Targeted sequencing of the gene panel
For targeted sequencing genes in DNA isolated from the FFPE tissue, a library of 225 genes (listed in Table S1) was constructed using a hybridization-based enrichment protocol (SureSelect Custom panel, Agilent). In total, 2.427 Mb of the human genome, including 0.723 Mb exon regions of RefSeq genes, were encompassed by 55,765 biotinylated RNA oligomers (120 bp length). Binary raw data derived from the sequencer were converted into sequence reads using bcl2fastq (ver. 2.20, Illumina) that were mapped to the reference human genome (UCSC hg19). Genomic alterations were identified using VarDictJava (https://github.com/AstraZeneca-NGS/VarDictJava)17. To reduce false-positive findings, mutations fulfilling any of following criteria were eliminated: (1) quality score < 20; (2) depth of coverage < 100; (3) depth of coverage for the alternate allele < 5; (4) VAF < 0.5%; (5) not fitting the filtering criteria of the variant caller (the FILTER field of the VCF record was not “PASS”). After annotating the mutations, those with an allele frequency of 1% or more in any of the databases shown below were excluded as common SNVs: (1) the 1000 genomes project (global or East Asia); (2) ExAC; (3) gnomAD. In addition, mutations that appeared to affect protein structure, namely missense variants, splice acceptor variants, splice donor variants, splice region variants, stop-gain variants, stop-lost variants, stop-retained variants, 5′-untranslated region premature start codon gain variants, exon-loss variants, disruptive inframe deletions, disruptive inframe insertions, frameshift variants, inframe deletions, inframe insertions, or initiator codon variants, were extracted. To ensure reproducibility of the sequencing, mutations with VAF ≥ 3% were defined as valid mutations. The tumor content was estimated by All-FIT algorithm based on tumor-only sequencing data18. All mutations identified as somatic were manually verified using the Integrative Genomics Viewer (IGV, https://software.broadinstitute.org/software/igv/).
Whole-exome sequencing
To accurately distinguish germline mutations without an estimation based on databases, we used a pipeline constructed by us3. In brief, the exome library was constructed using an Ion Torrent AmpliSeq RDY Exome Kit (Thermo Fisher Scientific).

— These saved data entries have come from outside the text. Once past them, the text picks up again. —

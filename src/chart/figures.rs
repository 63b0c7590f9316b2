//! The two figures of the demo and their initial contents.

use super::{Dash, Figure, Layout, LineStyle, MarkerSymbol, Trace, TraceKind};
use crate::checkpoint::CheckpointSchedule;
use crate::dataset::Series;

/// Index of the first checkpoint line in [`model_fit`]; trace `FIRST_FIT_TRACE + i` belongs
/// to the `i`-th scheduled checkpoint.
pub const FIRST_FIT_TRACE: usize = 2;

const FIT_LINE_STYLES: [(&str, u32, Dash); 4] = [
    ("blue", 1, Dash::Dot),
    ("green", 2, Dash::Dash),
    ("red", 3, Dash::Longdash),
    ("black", 4, Dash::Solid),
];

/// Line style of the `ordinal`-th checkpoint; wraps around past the fourth.
pub fn fit_line_style(ordinal: usize) -> LineStyle {
    let (color, width, dash) = FIT_LINE_STYLES[ordinal % FIT_LINE_STYLES.len()];
    LineStyle {
        color: color.to_string(),
        width,
        dash,
    }
}

/// Train/test scatter plus one placeholder line per checkpoint.
///
/// The placeholder lines start at `x = [0, 2]`, `y = [0, 0.01]` and are labelled
/// `model after N epochs` until restyled.
pub fn model_fit(train: &Series, test: &Series, schedule: &CheckpointSchedule) -> Figure {
    let mut traces = vec![
        Trace::markers(
            train.name(),
            train.sizes(),
            train.times(),
            MarkerSymbol::Circle,
            8,
        ),
        Trace::markers(
            test.name(),
            test.sizes(),
            test.times(),
            MarkerSymbol::TriangleUp,
            10,
        ),
    ];
    traces.extend((0..schedule.len()).map(|ordinal| {
        Trace::line(
            "model after N epochs",
            vec![0.0, 2.0],
            vec![0.0, 0.01],
            fit_line_style(ordinal),
        )
    }));

    Figure {
        traces,
        layout: Layout::new("Model fit result", "size (MB)", "time (sec)"),
    }
}

/// Empty `(k, b)` trajectory chart.
pub fn loss_surface() -> Figure {
    Figure {
        traces: vec![Trace {
            name: None,
            x: Vec::new(),
            y: Vec::new(),
            kind: TraceKind::Contour,
            mode: None,
            marker: None,
            line: None,
        }],
        layout: Layout::new("loss surface", "k (kernel)", "b (bias)"),
    }
}
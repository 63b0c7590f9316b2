/// Marker for a model that is still being trained.
///
/// `LinearModel<B, Unfitted>` implements [`TrainableModel`](super::TrainableModel)
/// and has no `predict`; the trainer converts it to [`Fitted`] when the run ends.
#[derive(Clone, Copy, Debug)]
pub struct Unfitted;

/// Marker for a trained model.
///
/// A fitted model carries only its parameters, no optimizer or loss state, and
/// implements [`InferenceModel`](super::InferenceModel).
#[derive(Clone, Copy, Debug)]
pub struct Fitted;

The exome library supplied 292,903 amplicons covering 57.7 Mb of the human genome, comprising 34.8 Mb of exonic sequences from 18,835 genes registered in RefSeq. Raw binary data produced by sequencers were processed using the Torrent Suite Software (ver.5, Thermo Fisher Scientific). Processed sequence reads were mapped to the reference human genome (UCSC hg19) and genomic alterations were identified using the Torrent Variant Caller (ver.5, Thermo Fisher Scientific). To avoid sequencer- and amplicon-derived errors, arbitrary somatic mutations (VAF ≥ 10%) were manually inspected using the IGV, and somatic mutation candidates containing multiple nucleotide variations (~ 1000 sites) were validated by Sanger sequencing.
Statistical analysis
A significant difference in read depth and VAF (including VAF ratio) was determined using the Welch’s t-test. Bonferroni correction was performed for multiple comparisons. A P-value < 0.01 was considered significant.